While trying to understand everything you can about your loved one’s suicide is a normal part of the grieving process, it’s likely that you’ll be left with questions that can never be answered. Even if you do uncover all the answers, it won’t change the past or ease the grief and loss you’re experiencing. In time, however, it is possible to move beyond the question “Why?”, accept the unknowable, and start to heal.
Enduring the loss of a loved one to suicide can leave you riding a roller coaster of powerful, often negative emotions. In many cases, whether you’re a friend, parent, spouse, sibling, or other relative of the person who died, you’ll likely feel a strong sense of guilt, anger, and blame.
Your anger may be directed at others—someone who should’ve taken better care of the person, someone who let them down, or even your loved one for leaving you to deal with all the pain and fallout. Alternately, your anger may be turned inwards and you blame yourself for your loved one’s suicide. You may feel that you should have done more to spot the signs, get them help, or not make the situation worse, for example.
As a parent, guilt may stem from feeling that you somehow failed your child in their upbringing or as their protector. As a spouse, sibling, or close friend, you may feel guilty that you said or did something wrong or that you weren’t there for the person when they needed you the most.

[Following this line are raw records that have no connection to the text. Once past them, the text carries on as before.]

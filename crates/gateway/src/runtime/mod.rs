//! The runtime — run admission, event emission, stop semantics, and the
//! terminal-state plumbing shared by the executor, scheduler, and worker
//! manager.

pub mod cancel;
pub mod memory_tools;
pub mod runs;
pub mod scheduler;
pub mod turn;
pub mod workers;

use uuid::Uuid;

use ab_domain::event::{Event, EventKind, PermissionDecision};
use ab_domain::run::{RunKind, RunOrigin, RunState};
use ab_domain::{Error, Result};

use crate::sessions::Admission;
use crate::state::AppState;

use runs::{Run, Terminal};

// ━━━━━━━━━━━━━━━━━━━━━━━━━━━━━━━━━━━━━━━━━━━━━━━━━━━━━━━━━━━━━━━━━━
// Event emission
// ━━━━━━━━━━━━━━━━━━━━━━━━━━━━━━━━━━━━━━━━━━━━━━━━━━━━━━━━━━━━━━━━━━

/// Append an event to the log and fan it out to the run's origin channel.
/// Returns the assigned seq (0 when the log write failed, which is logged
/// and never fatal to the run).
pub fn emit(state: &AppState, run_id: Uuid, channel_id: Option<String>, kind: EventKind) -> u64 {
    let mut event = Event::new(run_id, channel_id, kind);
    event.run_seq = state.runs.next_run_seq(&run_id);
    match state.log.append(event.clone()) {
        Ok(seq) => {
            event.seq = seq;
            state.runs.update(&run_id, |r| r.last_event_seq = seq);
            state.channels.deliver(&event);
            seq
        }
        Err(e) => {
            tracing::error!(error = %e, run_id = %run_id, "event append failed");
            0
        }
    }
}

// ━━━━━━━━━━━━━━━━━━━━━━━━━━━━━━━━━━━━━━━━━━━━━━━━━━━━━━━━━━━━━━━━━━
// Admission
// ━━━━━━━━━━━━━━━━━━━━━━━━━━━━━━━━━━━━━━━━━━━━━━━━━━━━━━━━━━━━━━━━━━

/// Create a run, record its input, and admit it into its session's FIFO.
/// When the session is idle the executor is spawned immediately.
pub fn admit(
    state: &AppState,
    session_id: &str,
    origin: RunOrigin,
    kind: RunKind,
    input_text: &str,
    attachments: Vec<String>,
) -> Result<(Uuid, Admission)> {
    let mut run = Run::new(session_id, origin, kind, input_text);
    run.attachments = attachments;
    admit_prepared(state, run)
}

/// Admission for a pre-built run (workers carry depth and parent links).
pub fn admit_prepared(state: &AppState, run: Run) -> Result<(Uuid, Admission)> {
    let run_id = run.run_id;
    let session_id = run.session_id.clone();
    let channel_id = run.channel_id();
    let input_text = run.input_text.clone();
    let attachments = run.attachments.clone();

    // Reserve the session slot first so a full queue never leaves a
    // phantom run behind.
    let admission = state.sessions.admit(&session_id, run_id)?;
    state.runs.insert(run);

    emit(
        state,
        run_id,
        channel_id.clone(),
        EventKind::RunInput {
            text: input_text,
            attachments,
        },
    );
    emit(
        state,
        run_id,
        channel_id,
        EventKind::RunStatus {
            state: RunState::Queued,
        },
    );

    if admission == Admission::Started {
        turn::spawn_execute(state.clone(), run_id);
    }
    Ok((run_id, admission))
}

// ━━━━━━━━━━━━━━━━━━━━━━━━━━━━━━━━━━━━━━━━━━━━━━━━━━━━━━━━━━━━━━━━━━
// Stop
// ━━━━━━━━━━━━━━━━━━━━━━━━━━━━━━━━━━━━━━━━━━━━━━━━━━━━━━━━━━━━━━━━━━

/// Stop a run. Idempotent: stopping an already-stopped run is a no-op;
/// stopping a run that completed or failed is a state conflict.
pub fn stop(state: &AppState, run_id: &Uuid) -> Result<()> {
    let run = state
        .runs
        .get(run_id)
        .ok_or_else(|| Error::StateConflict(format!("unknown run {run_id}")))?;

    if run.state.is_terminal() {
        if run.state == RunState::Stopped {
            return Ok(());
        }
        return Err(Error::StateConflict(format!(
            "run {run_id} already finished as {:?}",
            run.state
        )));
    }

    if run.state == RunState::Queued && !state.cancels.is_running(run_id) {
        // Never started: drop it from the queue and finalize directly.
        state.sessions.remove_queued(&run.session_id, run_id);
        finalize(state, run_id, Terminal::stopped("user", String::new()));
        return Ok(());
    }

    // Mark the transient superstate, signal the executor, and resolve any
    // open permission request as deny so the wait unblocks.
    let _ = state.runs.transition(run_id, RunState::Stopping);
    state.cancels.cancel(run_id);
    if let Some(pending) = state.broker.resolve_for_run(run_id) {
        emit(
            state,
            pending.run_id,
            pending.channel_id.clone(),
            EventKind::PermissionResponse {
                perm_id: pending.perm_id,
                decision: PermissionDecision::Deny,
                expired: false,
            },
        );
        pending.send(PermissionDecision::Deny);
    }
    Ok(())
}

// ━━━━━━━━━━━━━━━━━━━━━━━━━━━━━━━━━━━━━━━━━━━━━━━━━━━━━━━━━━━━━━━━━━
// Permission responses
// ━━━━━━━━━━━━━━━━━━━━━━━━━━━━━━━━━━━━━━━━━━━━━━━━━━━━━━━━━━━━━━━━━━

/// Apply a human decision to a pending request. Returns `false` for
/// unknown or already-resolved ids (the idempotent no-op). The single
/// `permission.response` event is appended before the executor resumes,
/// so replay always shows the response ahead of the run continuing.
pub fn respond_permission(
    state: &AppState,
    perm_id: &Uuid,
    decision: PermissionDecision,
) -> bool {
    let Some(pending) = state.broker.resolve(perm_id) else {
        return false;
    };
    emit(
        state,
        pending.run_id,
        pending.channel_id.clone(),
        EventKind::PermissionResponse {
            perm_id: pending.perm_id,
            decision,
            expired: false,
        },
    );
    pending.send(decision);
    true
}

// ━━━━━━━━━━━━━━━━━━━━━━━━━━━━━━━━━━━━━━━━━━━━━━━━━━━━━━━━━━━━━━━━━━
// Finalization
// ━━━━━━━━━━━━━━━━━━━━━━━━━━━━━━━━━━━━━━━━━━━━━━━━━━━━━━━━━━━━━━━━━━

/// Drive a run to its terminal state: exactly one `run.final`, with a
/// preceding `run.status=stopped` on the stop path. The session FIFO
/// advances and the next queued run (if any) starts.
///
/// The earliest terminal event decides — a second finalization attempt is
/// silently dropped by the store.
pub fn finalize(state: &AppState, run_id: &Uuid, terminal: Terminal) {
    let Some(run) = state.runs.try_finalize(run_id, terminal) else {
        return;
    };
    let channel_id = run.channel_id();

    if run.state == RunState::Stopped {
        emit(
            state,
            run.run_id,
            channel_id.clone(),
            EventKind::RunStatus {
                state: RunState::Stopped,
            },
        );
    }

    emit(
        state,
        run.run_id,
        channel_id,
        EventKind::RunFinal {
            state: run.state,
            content: run.final_content.clone(),
            error: run.error.clone(),
            error_kind: run.error_kind.clone(),
            stop_reason: run.stop_reason.clone(),
            usage: run.usage.clone(),
        },
    );

    state.cancels.remove(&run.run_id);
    if let Some(parent) = run.parent_run_id {
        state.cancels.remove_from_group(&parent, &run.run_id);
    }

    if run.kind == RunKind::Worker {
        state.workers.on_terminal(&run);
    }

    // Post-run memory ingestion (done runs only, fire-and-forget).
    if run.state == RunState::Done {
        let state = state.clone();
        let origin_label = run.origin.label();
        let run_id = run.run_id;
        let channel_id = run.channel_id();
        let input = run.input_text.clone();
        let output = run.final_content.clone().unwrap_or_default();
        tokio::spawn(async move {
            let ingested = state
                .memory
                .ingest(
                    &run_id,
                    &origin_label,
                    &input,
                    &output,
                    Some(state.provider.as_ref()),
                )
                .await;
            match ingested {
                Ok(report) => {
                    for change in &report.changes {
                        let kind = match change {
                            ab_memory::MemoryChange::Added { item_id, text } => {
                                EventKind::MemoryAdded {
                                    item_id: *item_id,
                                    text: text.clone(),
                                }
                            }
                            ab_memory::MemoryChange::Modified { item_id } => {
                                EventKind::MemoryModified { item_id: *item_id }
                            }
                            ab_memory::MemoryChange::Removed { item_id } => {
                                EventKind::MemoryRemoved { item_id: *item_id }
                            }
                        };
                        emit(&state, run_id, channel_id.clone(), kind);
                    }
                }
                Err(e) => tracing::warn!(error = %e, "post-run memory ingest failed"),
            }
        });
    }

    // Advance the session FIFO.
    if let Some(next) = state.sessions.advance(&run.session_id, &run.run_id) {
        turn::spawn_execute(state.clone(), next);
    }
}

// ━━━━━━━━━━━━━━━━━━━━━━━━━━━━━━━━━━━━━━━━━━━━━━━━━━━━━━━━━━━━━━━━━━
// Maintenance
// ━━━━━━━━━━━━━━━━━━━━━━━━━━━━━━━━━━━━━━━━━━━━━━━━━━━━━━━━━━━━━━━━━━

/// One maintenance sweep: permission expiry, embedding backlog, log
/// pruning, snapshot eviction, stale-run auto-close, idle session prune.
pub async fn run_maintenance(state: &AppState) {
    // Expire old permission requests as deny.
    let max_age = chrono::Duration::seconds(state.config.permissions.max_age_s as i64);
    for pending in state.broker.expired(max_age) {
        emit(
            state,
            pending.run_id,
            pending.channel_id.clone(),
            EventKind::PermissionResponse {
                perm_id: pending.perm_id,
                decision: PermissionDecision::Deny,
                expired: true,
            },
        );
        pending.send(PermissionDecision::Deny);
    }

    // Embedding backlog.
    state.memory.run_maintenance().await;

    // Event-log archives.
    if let Err(e) = state.log.prune_archives() {
        tracing::warn!(error = %e, "event log pruning failed");
    }

    // Terminal-run snapshot retention.
    state.runs.evict_terminal(
        state.config.tasks.keep_done_days,
        state.config.tasks.keep_done_max,
    );

    // Auto-close stale non-terminal runs (waiting_permission exempt).
    let idle = chrono::Duration::seconds(state.config.tasks.auto_close_after_s as i64);
    for run in state.runs.stale_non_terminal(idle) {
        tracing::info!(run_id = %run.run_id, "auto-closing stale run");
        if let Err(e) = stop(state, &run.run_id) {
            tracing::debug!(error = %e, "stale run already finished");
        }
    }

    state.sessions.prune_idle(chrono::Duration::hours(12));
}
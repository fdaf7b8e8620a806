//! JSON body extractor that reports errors in the API error format

use axum::{
    body::Bytes,
    extract::{rejection::BytesRejection, FromRequest, Request},
    http::{header, HeaderMap, StatusCode},
    response::{IntoResponse, Response},
    Json as AxumJson,
};
use serde_json::{Map, Value};

use super::error::ApiErrorResponse;

const INVALID_JSON: &str = "Invalid JSON";

/// Request body parsed into a generic JSON value
///
/// Bodies sent without a JSON content type, and empty bodies, are read as an
/// empty object. Only objects and arrays are accepted at the top level. When
/// `json_body_middleware` already parsed the body, the parsed value is reused.
#[derive(Debug, Clone, PartialEq)]
pub struct JsonBody(pub Value);

impl JsonBody {
    /// Consume the extractor and return the inner value
    pub fn into_inner(self) -> Value {
        self.0
    }

    fn empty() -> Self {
        Self(Value::Object(Map::new()))
    }
}

impl std::ops::Deref for JsonBody {
    type Target = Value;

    fn deref(&self) -> &Self::Target {
        &self.0
    }
}

/// JSON rejection error that returns API error format
#[derive(Debug)]
pub struct JsonRejection {
    status: StatusCode,
    message: String,
}

impl JsonRejection {
    fn invalid_json() -> Self {
        Self {
            status: StatusCode::BAD_REQUEST,
            message: INVALID_JSON.to_string(),
        }
    }
}

impl From<BytesRejection> for JsonRejection {
    fn from(rejection: BytesRejection) -> Self {
        Self {
            status: rejection.status(),
            message: rejection.body_text(),
        }
    }
}

impl IntoResponse for JsonRejection {
    fn into_response(self) -> Response {
        let response = ApiErrorResponse {
            error: self.message,
        };

        (self.status, AxumJson(response)).into_response()
    }
}

impl<S> FromRequest<S> for JsonBody
where
    S: Send + Sync,
{
    type Rejection = JsonRejection;

    async fn from_request(mut req: Request, state: &S) -> Result<Self, Self::Rejection> {
        if let Some(parsed) = req.extensions_mut().remove::<JsonBody>() {
            return Ok(parsed);
        }

        if !has_json_content_type(req.headers()) {
            return Ok(JsonBody::empty());
        }

        let bytes = Bytes::from_request(req, state).await?;

        decode_body(&bytes)
    }
}

/// Decode a body sent with a JSON content type
pub(crate) fn decode_body(bytes: &[u8]) -> Result<JsonBody, JsonRejection> {
    if bytes.is_empty() {
        return Ok(JsonBody::empty());
    }

    parse_body(bytes)
}

fn parse_body(bytes: &[u8]) -> Result<JsonBody, JsonRejection> {
    match serde_json::from_slice::<Value>(bytes) {
        Ok(value) if value.is_object() || value.is_array() => Ok(JsonBody(value)),
        Ok(_) => Err(JsonRejection::invalid_json()),
        Err(e) => {
            tracing::debug!(error = %e, "Rejected malformed JSON body");
            Err(JsonRejection::invalid_json())
        }
    }
}

pub(crate) fn has_json_content_type(headers: &HeaderMap) -> bool {
    let Some(content_type) = headers
        .get(header::CONTENT_TYPE)
        .and_then(|value| value.to_str().ok())
    else {
        return false;
    };

    let mime = content_type
        .split(';')
        .next()
        .unwrap_or_default()
        .trim()
        .to_ascii_lowercase();

    mime == "application/json" || (mime.starts_with("application/") && mime.ends_with("+json"))
}
//! HTTP middleware

pub mod json_body;
pub mod logging;

pub use json_body::json_body_middleware;
pub use logging::{logging_middleware, REQUEST_ID_HEADER};
//! User CRUD API
//!
//! An HTTP service exposing create, read, update and delete operations on a
//! single user resource, held in process memory.

pub mod api;
pub mod cli;
pub mod config;
pub mod domain;
pub mod infrastructure;

pub use crate::config::AppConfig;

use std::sync::Arc;

use api::state::{AppState, UserServiceTrait};
use config::IdStrategy;
use infrastructure::user::{
    InMemoryUserRepository, SequentialIdGenerator, UserService, UuidIdGenerator,
};

/// Create the application state with default configuration
pub fn create_app_state() -> AppState {
    create_app_state_with_config(&AppConfig::default())
}

/// Create the application state with an empty in-memory user store
pub fn create_app_state_with_config(config: &AppConfig) -> AppState {
    let repository = Arc::new(InMemoryUserRepository::new());

    let user_service: Arc<dyn UserServiceTrait> = match config.users.id_strategy {
        IdStrategy::Uuid => Arc::new(UserService::new(
            repository,
            Arc::new(UuidIdGenerator::new()),
        )),
        IdStrategy::Sequential => Arc::new(UserService::new(
            repository,
            Arc::new(SequentialIdGenerator::default()),
        )),
    };

    tracing::debug!(id_strategy = ?config.users.id_strategy, "User store initialized");

    AppState::new(user_service)
}
//! API error types

use axum::{
    http::StatusCode,
    response::{IntoResponse, Response},
    Json,
};
use serde::Serialize;

use crate::domain::DomainError;

/// Error response body: `{"error": "..."}`
#[derive(Debug, Clone, PartialEq, Eq, Serialize)]
pub struct ApiErrorResponse {
    pub error: String,
}

/// API error with status code
#[derive(Debug)]
pub struct ApiError {
    pub status: StatusCode,
    pub response: ApiErrorResponse,
}

impl ApiError {
    /// Create a new API error
    pub fn new(status: StatusCode, message: impl Into<String>) -> Self {
        Self {
            status,
            response: ApiErrorResponse {
                error: message.into(),
            },
        }
    }

    /// Bad request error
    pub fn bad_request(message: impl Into<String>) -> Self {
        Self::new(StatusCode::BAD_REQUEST, message)
    }

    /// Not found error
    pub fn not_found(message: impl Into<String>) -> Self {
        Self::new(StatusCode::NOT_FOUND, message)
    }
}

impl IntoResponse for ApiError {
    fn into_response(self) -> Response {
        (self.status, Json(self.response)).into_response()
    }
}

impl From<DomainError> for ApiError {
    fn from(err: DomainError) -> Self {
        match err {
            DomainError::NotFound { message } => Self::not_found(message),
            DomainError::Validation { message } => Self::bad_request(message),
        }
    }
}

impl std::fmt::Display for ApiError {
    fn fmt(&self, f: &mut std::fmt::Formatter<'_>) -> std::fmt::Result {
        write!(f, "{}: {}", self.status, self.response.error)
    }
}

impl std::error::Error for ApiError {}
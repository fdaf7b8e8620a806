//! Request and response types shared by the HTTP handlers

pub mod error;
pub mod json;

pub use error::{ApiError, ApiErrorResponse};
pub use json::JsonBody;
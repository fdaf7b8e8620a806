//! Serve command - runs the HTTP server

use clap::Args;
use tokio::net::TcpListener;
use tokio::signal;
use tracing::info;

use crate::api::create_router;
use crate::config::AppConfig;
use crate::infrastructure::logging;

/// Arguments for the serve command
#[derive(Args, Clone, Debug, Default)]
pub struct ServeArgs {
    /// Address to bind (overrides config)
    #[arg(long)]
    pub host: Option<String>,

    /// Port to listen on (overrides config)
    #[arg(long)]
    pub port: Option<u16>,
}

/// Run the server until Ctrl+C or SIGTERM
pub async fn run(args: ServeArgs) -> anyhow::Result<()> {
    dotenvy::dotenv().ok();

    let config = apply_overrides(AppConfig::load().unwrap_or_default(), &args);
    logging::init_logging(&config.logging);

    let app = create_router(crate::create_app_state_with_config(&config));

    let addr = config.server.socket_addr()?;
    let listener = TcpListener::bind(addr).await?;
    info!("Server running at http://{}", listener.local_addr()?);

    axum::serve(listener, app)
        .with_graceful_shutdown(shutdown_signal())
        .await?;

    info!("Server stopped");
    Ok(())
}

fn apply_overrides(mut config: AppConfig, args: &ServeArgs) -> AppConfig {
    if let Some(host) = &args.host {
        config.server.host = host.clone();
    }
    if let Some(port) = args.port {
        config.server.port = port;
    }
    config
}

async fn shutdown_signal() {
    let ctrl_c = async {
        if let Err(e) = signal::ctrl_c().await {
            tracing::error!("Failed to listen for Ctrl+C: {}", e);
            std::future::pending::<()>().await;
        }
    };

    #[cfg(unix)]
    let terminate = async {
        match signal::unix::signal(signal::unix::SignalKind::terminate()) {
            Ok(mut stream) => {
                stream.recv().await;
            }
            Err(e) => {
                tracing::error!("Failed to install SIGTERM handler: {}", e);
                std::future::pending::<()>().await;
            }
        }
    };

    #[cfg(not(unix))]
    let terminate = std::future::pending::<()>();

    tokio::select! {
        _ = ctrl_c => {
            info!("Received Ctrl+C, initiating graceful shutdown");
        }
        _ = terminate => {
            info!("Received SIGTERM, initiating graceful shutdown");
        }
    }
}
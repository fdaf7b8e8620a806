//! API layer - HTTP endpoints and middleware

pub mod middleware;
pub mod router;
pub mod state;
pub mod types;
pub mod users;

pub use router::create_router;
pub use state::AppState;
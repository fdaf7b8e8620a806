//! Domain layer - Core entities, rules and store contracts

pub mod error;
pub mod user;

pub use error::DomainError;
pub use user::{
    validate_user_draft, IdGenerator, User, UserDraft, UserId, UserRepository,
    UserValidationError,
};
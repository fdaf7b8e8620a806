//! User entity and related types

use serde::Serialize;
use serde_json::Value;

/// Opaque user identifier, minted by the store when a user is created
#[derive(Debug, Clone, PartialEq, Eq, Hash, Serialize)]
#[serde(transparent)]
pub struct UserId(String);

impl UserId {
    pub fn new(id: impl Into<String>) -> Self {
        Self(id.into())
    }

    /// Get the inner string value
    pub fn as_str(&self) -> &str {
        &self.0
    }
}

impl std::fmt::Display for UserId {
    fn fmt(&self, f: &mut std::fmt::Formatter<'_>) -> std::fmt::Result {
        write!(f, "{}", self.0)
    }
}

/// User entity
///
/// `name` and `email` hold whatever JSON value the client sent, so they are
/// echoed back exactly as received.
#[derive(Debug, Clone, PartialEq, Eq, Serialize)]
pub struct User {
    id: UserId,
    name: Value,
    email: Value,
}

impl User {
    pub fn new(id: UserId, name: impl Into<Value>, email: impl Into<Value>) -> Self {
        Self {
            id,
            name: name.into(),
            email: email.into(),
        }
    }

    pub fn id(&self) -> &UserId {
        &self.id
    }

    pub fn name(&self) -> &Value {
        &self.name
    }

    pub fn email(&self) -> &Value {
        &self.email
    }
}

/// Unvalidated name/email pair as received at the boundary
#[derive(Debug, Clone, Default, PartialEq, Eq)]
pub struct UserDraft {
    pub name: Option<Value>,
    pub email: Option<Value>,
}

impl UserDraft {
    pub fn new(name: impl Into<Value>, email: impl Into<Value>) -> Self {
        Self {
            name: Some(name.into()),
            email: Some(email.into()),
        }
    }
}
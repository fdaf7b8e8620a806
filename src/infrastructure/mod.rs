//! Infrastructure layer - Store implementations, services and logging

pub mod logging;
pub mod user;
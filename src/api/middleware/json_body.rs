//! Router-wide JSON body check

use axum::{
    body::{Body, Bytes},
    extract::{FromRequest, Request},
    middleware::Next,
    response::{IntoResponse, Response},
};

use crate::api::types::json::{decode_body, has_json_content_type, JsonRejection};

/// Reject malformed JSON bodies on every route, whatever the method.
///
/// Requests without a JSON content type pass through untouched. Otherwise the
/// body is parsed once and the result is stored in the request extensions for
/// the `JsonBody` extractor.
pub async fn json_body_middleware(request: Request, next: Next) -> Response {
    if !has_json_content_type(request.headers()) {
        return next.run(request).await;
    }

    let (parts, body) = request.into_parts();

    let bytes = match Bytes::from_request(Request::new(body), &()).await {
        Ok(bytes) => bytes,
        Err(rejection) => return JsonRejection::from(rejection).into_response(),
    };

    let parsed = match decode_body(&bytes) {
        Ok(parsed) => parsed,
        Err(rejection) => return rejection.into_response(),
    };

    let mut request = Request::from_parts(parts, Body::from(bytes));
    request.extensions_mut().insert(parsed);

    next.run(request).await
}
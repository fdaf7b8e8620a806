//! Request/response logging middleware

use std::time::Instant;

use axum::{
    body::Body,
    extract::MatchedPath,
    http::{HeaderValue, Request},
    middleware::Next,
    response::Response,
};
use tracing::info;

pub const REQUEST_ID_HEADER: &str = "x-request-id";

/// Log each request and its outcome, tagging both with a request id.
///
/// The id is taken from `x-request-id` when the client sends one and echoed
/// back on the response. Span creation is left to `TraceLayer`.
pub async fn logging_middleware(request: Request<Body>, next: Next) -> Response {
    let start = Instant::now();
    let method = request.method().clone();
    let path = extract_path(&request);
    let request_id = extract_request_id(&request);

    info!(
        method = %method,
        path = %path,
        request_id = %request_id,
        "Incoming request"
    );

    let mut response = next.run(request).await;

    info!(
        method = %method,
        path = %path,
        status = %response.status().as_u16(),
        duration_ms = %start.elapsed().as_millis(),
        request_id = %request_id,
        "Request completed"
    );

    if let Ok(value) = HeaderValue::from_str(&request_id) {
        response.headers_mut().insert(REQUEST_ID_HEADER, value);
    }

    response
}

fn extract_path(request: &Request<Body>) -> String {
    request
        .extensions()
        .get::<MatchedPath>()
        .map(|mp| mp.as_str().to_string())
        .unwrap_or_else(|| request.uri().path().to_string())
}

fn extract_request_id(request: &Request<Body>) -> String {
    request
        .headers()
        .get(REQUEST_ID_HEADER)
        .and_then(|v| v.to_str().ok())
        .map(|s| s.to_string())
        .unwrap_or_else(|| uuid::Uuid::new_v4().to_string())
}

If your loved one endured a long battle with mental illness, you may even experience guilt about feeling pangs of relief that their suffering is finally over. And as your grief begins to ease in the months or years following the suicide, you may experience new feelings of guilt as you start to gradually move on with your life. But healing doesn’t mean forgetting; it just means looking at feelings of blame and guilt in a more realistic way.
Accept that some things are beyond your control. While we have control over many things in life, we can’t control everything—including the actions of other people, even those we love. Is the blame you’re assuming for your loved one’s death justified? Could you really have prevented them from taking their own life? The truth is we have far less power over others than we like to believe.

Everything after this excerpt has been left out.